For the past decade or so, this heritage is being restored and exposed to the general public. So the Augustine monastery of Quebec was renovated in 2016 and transformed into a cultural facility proposing, other than the museum, housing and a program of wellness activities. This social heritage can also be seen in public spaces by erecting, in several of the country's provinces, monuments honoring the religious congregations and their role in the construction of the country, such as the one put up in 2016 at Winnipeg (MB) called The Legacy of Care, Courage and Compassion Commemorative Monument. As can be seen, the three notions used to describe this social heritage are those that are commonly used today to describe nurses.

 

In Canada, the pandemic will then have at least reminded us of, other than the fact that nurses are vital, the history of the nursing profession. Between care and "front lines", this last one is intimately linked to religious congregations, and it tends to now become a social heritage made more visible by Covid-19.

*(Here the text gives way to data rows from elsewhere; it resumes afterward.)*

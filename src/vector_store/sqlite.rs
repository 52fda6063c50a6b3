//! SQLite-based vector store implementation.
//!
//! Uses SQLite with cosine similarity computed in Rust for simplicity.
//! Every query scans all stored vectors, which is fine for the document
//! counts a single assistant deployment holds.

use super::{rank_matches, ChunkMatch, SourceSummary, StoredChunk, VectorStore};
use crate::error::{DocentError, Result};
use async_trait::async_trait;
use chrono::{DateTime, SecondsFormat, Utc};
use rusqlite::{params, Connection};
use std::path::Path;
use std::sync::{Mutex, MutexGuard};
use tracing::{debug, info, instrument};

const SCHEMA: &str = r#"
CREATE TABLE IF NOT EXISTS knowledge_chunks (
    id TEXT PRIMARY KEY,
    source TEXT NOT NULL,
    content TEXT NOT NULL,
    ingested_at TEXT NOT NULL,
    embedding BLOB NOT NULL
);

CREATE INDEX IF NOT EXISTS idx_knowledge_chunks_source ON knowledge_chunks(source);
"#;

/// SQLite-based vector store.
pub struct SqliteVectorStore {
    conn: Mutex<Connection>,
}

impl SqliteVectorStore {
    /// Open (or create) a vector store at `path`.
    #[instrument(skip_all)]
    pub fn new(path: &Path) -> Result<Self> {
        if let Some(parent) = path.parent() {
            std::fs::create_dir_all(parent)?;
        }

        let conn = Connection::open(path)?;

        // Enable WAL mode for better concurrent performance
        conn.execute_batch("PRAGMA journal_mode=WAL;")?;
        conn.execute_batch(SCHEMA)?;

        info!("Initialized SQLite vector store at {:?}", path);

        Ok(Self {
            conn: Mutex::new(conn),
        })
    }

    /// Create an in-memory SQLite vector store (useful for testing).
    pub fn in_memory() -> Result<Self> {
        let conn = Connection::open_in_memory()?;
        conn.execute_batch(SCHEMA)?;

        Ok(Self {
            conn: Mutex::new(conn),
        })
    }

    fn lock(&self) -> Result<MutexGuard<'_, Connection>> {
        self.conn
            .lock()
            .map_err(|e| DocentError::VectorStore(format!("Failed to acquire lock: {}", e)))
    }

    /// Serialize embedding to bytes.
    fn embedding_to_bytes(embedding: &[f32]) -> Vec<u8> {
        embedding.iter().flat_map(|f| f.to_le_bytes()).collect()
    }

    /// Deserialize embedding from bytes.
    fn bytes_to_embedding(bytes: &[u8]) -> Vec<f32> {
        bytes
            .chunks_exact(4)
            .map(|chunk| {
                let arr: [u8; 4] = chunk.try_into().unwrap_or_default();
                f32::from_le_bytes(arr)
            })
            .collect()
    }

    fn parse_timestamp(value: &str) -> DateTime<Utc> {
        DateTime::parse_from_rfc3339(value)
            .map(|dt| dt.with_timezone(&Utc))
            .unwrap_or_else(|_| Utc::now())
    }
}

#[async_trait]
impl VectorStore for SqliteVectorStore {
    #[instrument(skip(self, chunks), fields(count = chunks.len()))]
    async fn insert(&self, chunks: &[StoredChunk]) -> Result<usize> {
        let conn = self.lock()?;
        let tx = conn.unchecked_transaction()?;

        for chunk in chunks {
            tx.execute(
                r#"
                INSERT INTO knowledge_chunks (id, source, content, ingested_at, embedding)
                VALUES (?1, ?2, ?3, ?4, ?5)
                "#,
                params![
                    chunk.id.to_string(),
                    chunk.source,
                    chunk.text,
                    chunk.ingested_at.to_rfc3339_opts(SecondsFormat::Nanos, true),
                    Self::embedding_to_bytes(&chunk.vector),
                ],
            )?;
        }

        tx.commit()?;
        info!("Inserted {} chunks", chunks.len());
        Ok(chunks.len())
    }

    #[instrument(skip(self, vector))]
    async fn query(&self, vector: &[f32], threshold: f32, limit: usize) -> Result<Vec<ChunkMatch>> {
        let conn = self.lock()?;

        let mut stmt = conn.prepare(
            "SELECT id, source, content, ingested_at, embedding FROM knowledge_chunks",
        )?;

        let rows = stmt.query_map([], |row| {
            let id_str: String = row.get(0)?;
            let ingested_at: String = row.get(3)?;
            let embedding_bytes: Vec<u8> = row.get(4)?;

            Ok(StoredChunk {
                id: uuid::Uuid::parse_str(&id_str).unwrap_or_default(),
                source: row.get(1)?,
                text: row.get(2)?,
                ingested_at: Self::parse_timestamp(&ingested_at),
                vector: Self::bytes_to_embedding(&embedding_bytes),
            })
        })?;

        let chunks: Vec<StoredChunk> = rows.filter_map(|r| r.ok()).collect();
        let results = rank_matches(vector, chunks.iter(), threshold, limit);

        debug!("Found {} matching chunks", results.len());
        Ok(results)
    }

    async fn chunk_count(&self) -> Result<usize> {
        let conn = self.lock()?;
        let count: i64 =
            conn.query_row("SELECT COUNT(*) FROM knowledge_chunks", [], |row| row.get(0))?;
        Ok(count as usize)
    }

    #[instrument(skip(self))]
    async fn list_sources(&self) -> Result<Vec<SourceSummary>> {
        let conn = self.lock()?;

        let mut stmt = conn.prepare(
            r#"
            SELECT source, COUNT(*) AS chunk_count, MAX(ingested_at) AS ingested_at
            FROM knowledge_chunks
            GROUP BY source
            ORDER BY ingested_at DESC
            "#,
        )?;

        let sources = stmt.query_map([], |row| {
            let ingested_at: String = row.get(2)?;
            Ok(SourceSummary {
                source: row.get(0)?,
                chunk_count: row.get(1)?,
                ingested_at: Self::parse_timestamp(&ingested_at),
            })
        })?;

        Ok(sources.filter_map(|s| s.ok()).collect())
    }
}
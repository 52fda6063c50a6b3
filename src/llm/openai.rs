//! OpenAI chat completions implementation.

use super::{ChatMessage, ChatModel, CompletionOptions};
use crate::error::{DocentError, Result};
use async_openai::config::OpenAIConfig;
use async_openai::types::{
    ChatCompletionRequestAssistantMessageArgs, ChatCompletionRequestMessage,
    ChatCompletionRequestSystemMessageArgs, ChatCompletionRequestUserMessageArgs,
    CreateChatCompletionRequestArgs,
};
use async_openai::Client;
use async_trait::async_trait;
use tracing::{debug, instrument};

/// OpenAI-based chat model.
pub struct OpenAIChatModel {
    client: Client<OpenAIConfig>,
    model: String,
}

impl OpenAIChatModel {
    /// Create a chat model bound to `model`, sharing an existing client.
    pub fn new(client: Client<OpenAIConfig>, model: &str) -> Self {
        Self {
            client,
            model: model.to_string(),
        }
    }

    fn to_request_message(message: &ChatMessage) -> Result<ChatCompletionRequestMessage> {
        let built: ChatCompletionRequestMessage = match message {
            ChatMessage::System(content) => ChatCompletionRequestSystemMessageArgs::default()
                .content(content.clone())
                .build()
                .map_err(|e| DocentError::Generation(e.to_string()))?
                .into(),
            ChatMessage::User(content) => ChatCompletionRequestUserMessageArgs::default()
                .content(content.clone())
                .build()
                .map_err(|e| DocentError::Generation(e.to_string()))?
                .into(),
            ChatMessage::Assistant(content) => ChatCompletionRequestAssistantMessageArgs::default()
                .content(content.clone())
                .build()
                .map_err(|e| DocentError::Generation(e.to_string()))?
                .into(),
        };
        Ok(built)
    }
}

#[async_trait]
impl ChatModel for OpenAIChatModel {
    #[instrument(skip(self, messages), fields(model = %self.model, count = messages.len()))]
    async fn complete(&self, messages: &[ChatMessage], options: CompletionOptions) -> Result<String> {
        let request_messages = messages
            .iter()
            .map(Self::to_request_message)
            .collect::<Result<Vec<_>>>()?;

        let mut args = CreateChatCompletionRequestArgs::default();
        args.model(&self.model).messages(request_messages);
        if let Some(temperature) = options.temperature {
            args.temperature(temperature);
        }
        if let Some(max_tokens) = options.max_tokens {
            args.max_completion_tokens(max_tokens);
        }
        let request = args
            .build()
            .map_err(|e| DocentError::Generation(e.to_string()))?;

        let response = self.client.chat().create(request).await.map_err(|e| {
            DocentError::OpenAI(format!("Failed to generate response: {}", e))
        })?;

        let content = response
            .choices
            .first()
            .and_then(|c| c.message.content.as_ref())
            .map(|c| c.trim().to_string())
            .filter(|c| !c.is_empty())
            .ok_or_else(|| DocentError::Generation("Empty response from LLM".to_string()))?;

        debug!("Generated {} characters", content.len());
        Ok(content)
    }

    fn model_name(&self) -> &str {
        &self.model
    }
}
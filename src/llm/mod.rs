//! Text generation capability.
//!
//! Detection, translation, rewriting and answering all go through the
//! [`ChatModel`] trait, so tests can substitute scripted models.

mod openai;

pub use openai::OpenAIChatModel;

use crate::error::Result;
use crate::history::Role;
use async_trait::async_trait;

/// A role-tagged message sent to a chat model.
#[derive(Debug, Clone, PartialEq, Eq)]
pub enum ChatMessage {
    System(String),
    User(String),
    Assistant(String),
}

impl ChatMessage {
    /// Message for a persisted conversation turn.
    pub fn from_role(role: Role, content: impl Into<String>) -> Self {
        match role {
            Role::User => ChatMessage::User(content.into()),
            Role::Assistant => ChatMessage::Assistant(content.into()),
        }
    }

    pub fn content(&self) -> &str {
        match self {
            ChatMessage::System(c) | ChatMessage::User(c) | ChatMessage::Assistant(c) => c,
        }
    }

    pub fn role_name(&self) -> &'static str {
        match self {
            ChatMessage::System(_) => "system",
            ChatMessage::User(_) => "user",
            ChatMessage::Assistant(_) => "assistant",
        }
    }
}

/// Sampling options for a single completion.
#[derive(Debug, Clone, Copy, Default, PartialEq)]
pub struct CompletionOptions {
    pub temperature: Option<f32>,
    pub max_tokens: Option<u32>,
}

impl CompletionOptions {
    /// Deterministic-leaning settings for classification and translation.
    pub fn deterministic() -> Self {
        Self {
            temperature: Some(0.0),
            max_tokens: None,
        }
    }
}

/// Trait for chat completion backends.
#[async_trait]
pub trait ChatModel: Send + Sync {
    /// Complete the conversation and return the generated text.
    async fn complete(&self, messages: &[ChatMessage], options: CompletionOptions) -> Result<String>;

    /// Model identifier, for logging.
    fn model_name(&self) -> &str;
}
//! CLI output formatting utilities.

use chrono::{DateTime, Local, Utc};
use console::style;
use indicatif::{ProgressBar, ProgressStyle};

/// Output helper for CLI formatting.
pub struct Output;

impl Output {
    /// Print an info message.
    pub fn info(msg: &str) {
        println!("{} {}", style(">>").cyan().bold(), msg);
    }

    /// Print a success message.
    pub fn success(msg: &str) {
        println!("{} {}", style(">>").green().bold(), msg);
    }

    /// Print a warning message.
    pub fn warning(msg: &str) {
        eprintln!("{} {}", style(">>").yellow().bold(), msg);
    }

    /// Print an error message.
    pub fn error(msg: &str) {
        eprintln!("{} {}", style(">>").red().bold(), msg);
    }

    /// Print a header.
    pub fn header(msg: &str) {
        println!("\n{}", style(msg).bold().underlined());
    }

    /// Print a key-value pair.
    pub fn kv(key: &str, value: &str) {
        println!("  {}: {}", style(key).dim(), value);
    }

    /// Print an ingested document.
    pub fn source_info(source: &str, chunks: u32, ingested_at: DateTime<Utc>) {
        println!(
            "  {} {} ({} chunks, {})",
            style("*").cyan(),
            style(source).bold(),
            chunks,
            style(ingested_at.with_timezone(&Local).format("%Y-%m-%d %H:%M")).dim()
        );
    }

    /// Print an answer, rendering the error span as a red message.
    pub fn answer(text: &str) {
        match strip_error_span(text) {
            Some(message) => eprintln!("\n{}\n", style(message).red()),
            None => println!("\n{}\n", text),
        }
    }

    /// Create a spinner.
    pub fn spinner(msg: &str) -> ProgressBar {
        let pb = ProgressBar::new_spinner();
        let spinner_style = ProgressStyle::default_spinner()
            .template("{spinner:.green} {msg}")
            .unwrap_or_else(|_| ProgressStyle::default_spinner());
        pb.set_style(spinner_style);
        pb.set_message(msg.to_string());
        pb.enable_steady_tick(std::time::Duration::from_millis(100));
        pb
    }
}

/// Inner text of an error-span answer.
fn strip_error_span(text: &str) -> Option<&str> {
    text.strip_prefix(crate::markup::ERROR_SPAN_OPEN)?
        .strip_suffix("</span>")
}

#[cfg(test)]
mod tests {
    use super::*;
    use crate::markup::error_span;

    #[test]
    fn test_strip_error_span() {
        assert_eq!(strip_error_span(&error_span("Sorry")), Some("Sorry"));
        assert_eq!(strip_error_span("Plain answer"), None);
    }
}
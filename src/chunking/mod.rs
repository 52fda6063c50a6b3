//! Splitting documents into overlapping, embeddable chunks.
//!
//! Sizes are counted in characters. Each cut prefers a paragraph break,
//! then a sentence end, then whitespace, and only splits a word when the
//! window contains none of those. Consecutive chunks share exactly
//! `overlap` characters.

use crate::config::ChunkingSettings;
use crate::error::{DocentError, Result};

/// Character-window chunker with boundary-aware cuts.
#[derive(Debug, Clone, Copy)]
pub struct TextChunker {
    chunk_size: usize,
    overlap: usize,
}

impl Default for TextChunker {
    fn default() -> Self {
        Self {
            chunk_size: 1000,
            overlap: 200,
        }
    }
}

impl TextChunker {
    pub fn new(chunk_size: usize, overlap: usize) -> Result<Self> {
        if chunk_size == 0 {
            return Err(DocentError::Config("chunk_size must be positive".into()));
        }
        if overlap >= chunk_size {
            return Err(DocentError::Config(format!(
                "overlap ({}) must be smaller than chunk_size ({})",
                overlap, chunk_size
            )));
        }
        Ok(Self { chunk_size, overlap })
    }

    pub fn from_settings(settings: &ChunkingSettings) -> Result<Self> {
        Self::new(settings.chunk_size, settings.overlap)
    }

    pub fn chunk_size(&self) -> usize {
        self.chunk_size
    }

    pub fn overlap(&self) -> usize {
        self.overlap
    }

    /// Split `text` into ordered chunks of at most `chunk_size` characters.
    ///
    /// Whitespace-only chunks are dropped. Empty input is rejected.
    pub fn chunk(&self, text: &str) -> Result<Vec<String>> {
        if text.trim().is_empty() {
            return Err(DocentError::InvalidInput("Text is empty".into()));
        }

        let chars: Vec<char> = text.chars().collect();
        let mut chunks = Vec::new();
        let mut start = 0;

        loop {
            let limit = (start + self.chunk_size).min(chars.len());
            if limit == chars.len() {
                push_chunk(&mut chunks, &chars[start..limit]);
                break;
            }

            let end = self.find_cut(&chars, start, limit);
            push_chunk(&mut chunks, &chars[start..end]);
            start = end - self.overlap;
        }

        Ok(chunks)
    }

    /// Best cut position in `(start + overlap, limit]`.
    fn find_cut(&self, chars: &[char], start: usize, limit: usize) -> usize {
        // Cuts at or before this point would stall the window
        let min_end = start + self.overlap + 1;

        let pair_cut = |is_break: fn(char, char) -> bool| {
            (min_end.max(start + 2)..=limit)
                .rev()
                .find(|&end| is_break(chars[end - 2], chars[end - 1]))
        };

        pair_cut(|a, b| a == '\n' && b == '\n')
            .or_else(|| pair_cut(|a, b| matches!(a, '.' | '!' | '?') && b.is_whitespace()))
            .or_else(|| {
                (min_end..=limit)
                    .rev()
                    .find(|&end| chars[end - 1].is_whitespace())
            })
            .unwrap_or(limit)
    }
}

fn push_chunk(chunks: &mut Vec<String>, chars: &[char]) {
    let chunk: String = chars.iter().collect();
    if !chunk.trim().is_empty() {
        chunks.push(chunk);
    }
}
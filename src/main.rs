//! Docent CLI entry point.

use anyhow::Result;
use clap::Parser;
use docent::cli::{commands, Cli, Commands};
use docent::config::Settings;
use tracing_subscriber::{layer::SubscriberExt, util::SubscriberInitExt, EnvFilter};

#[tokio::main]
async fn main() -> Result<()> {
    let cli = Cli::parse();

    let config_path = cli
        .config
        .as_deref()
        .map(Settings::expand_path)
        .unwrap_or_else(Settings::default_config_path);

    // Load configuration
    let settings = Settings::load_from(Some(&config_path))?;

    // Initialize logging; -v flags override the configured level
    let log_level = match cli.verbose {
        0 => settings.general.log_level.as_str(),
        1 => "debug",
        _ => "trace",
    };

    tracing_subscriber::registry()
        .with(EnvFilter::new(
            std::env::var("RUST_LOG").unwrap_or_else(|_| format!("docent={}", log_level)),
        ))
        .with(tracing_subscriber::fmt::layer().with_target(false))
        .init();

    std::fs::create_dir_all(settings.data_dir())?;

    match &cli.command {
        Commands::Serve { host, port } => {
            commands::run_serve(host.clone(), *port, settings).await?;
        }

        Commands::Ingest { file, name } => {
            commands::run_ingest(file, name.clone(), settings).await?;
        }

        Commands::Ask { question, session } => {
            commands::run_ask(question, session.clone(), settings).await?;
        }

        Commands::Sources => {
            commands::run_sources(settings).await?;
        }

        Commands::Config { action } => {
            commands::run_config(action, settings, config_path)?;
        }
    }

    Ok(())
}
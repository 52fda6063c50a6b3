//! Embedding generation for semantic search and retrieval.

mod openai;

pub use openai::OpenAIEmbedder;

use crate::error::Result;
use async_trait::async_trait;

/// Trait for embedding generation.
#[async_trait]
pub trait Embedder: Send + Sync {
    /// Generate an embedding for a single text.
    async fn embed(&self, text: &str) -> Result<Vec<f32>>;

    /// Generate embeddings for multiple texts.
    async fn embed_batch(&self, texts: &[String]) -> Result<Vec<Vec<f32>>>;

    /// Get the embedding dimensions.
    fn dimensions(&self) -> usize;
}
//! The per-request answer pipeline.
//!
//! detect language -> translate in -> load history -> rewrite -> embed ->
//! retrieve -> assemble -> generate -> translate out -> persist.
//!
//! Only embedding, retrieval and generation are mandatory. Every other step
//! falls back to a safe default and logs a warning.

use super::context::{context_texts, ContextBuilder};
use crate::capability::bounded;
use crate::config::{Prompts, Settings};
use crate::embedding::Embedder;
use crate::error::{DocentError, Result};
use crate::history::{HistoryStore, Message, Role, Turn};
use crate::language::LanguageService;
use crate::llm::{ChatModel, CompletionOptions};
use crate::prompt::PromptAssembler;
use crate::rewrite::QueryRewriter;
use crate::session::SessionId;
use crate::vector_store::VectorStore;
use std::path::PathBuf;
use std::sync::Arc;
use std::time::{Duration, Instant};
use tracing::{debug, info, instrument, warn};

/// Identifier recorded for callers that do not send one.
pub const DEFAULT_USER_ID: &str = "defaultUser";

/// One chat question with its optional session context.
#[derive(Debug, Clone, Default)]
pub struct ChatRequest {
    pub question: String,
    pub session_id: Option<String>,
    pub user_id: Option<String>,
    /// History the client holds. Used only when the store has none.
    pub client_history: Vec<Message>,
}

impl ChatRequest {
    pub fn new(question: impl Into<String>) -> Self {
        Self {
            question: question.into(),
            ..Default::default()
        }
    }

    pub fn with_session(mut self, session_id: impl Into<String>) -> Self {
        self.session_id = Some(session_id.into());
        self
    }
}

/// A generated answer and the session it belongs to.
#[derive(Debug, Clone, PartialEq)]
pub struct ChatAnswer {
    pub answer: String,
    pub session_id: SessionId,
}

[1]  Ferland Sr. Léonie, sgm., Sentinelles du Christ, Les Sœurs Grises de Montréal à la Baie d’Hudson, Montreal, Print from Grey Nuns' Hospital in Montreal, 1944.

[2] Berthold E., Une société en héritage. L’œuvre des communautés religieuses pionnières à Québec, Quebec: Publications du Québec, 2015.

[3] Lucier P., "Le patrimoine immatériel des communautés religieuses et ses traces dans la culture", Études d’histoire religieuse, 2012, 78/1, p. 5-11.


Marion Robinaud is a doctoral student in anthropology (EHESS), associated researcher at Mondes Américains – CENA and currently Research and Teaching Assistant at the University of Toulouse Jean Jaurès (Lisst-Cas). Her research is on the women's evangelism missions in their relationship with Canadian indigenous populations (19-21st centuries). The Institut des Amériques recently published her book Religieuses et Amérindiens. Anthropologie d’une rencontre dans l’Ouest canadien, PUR Editions.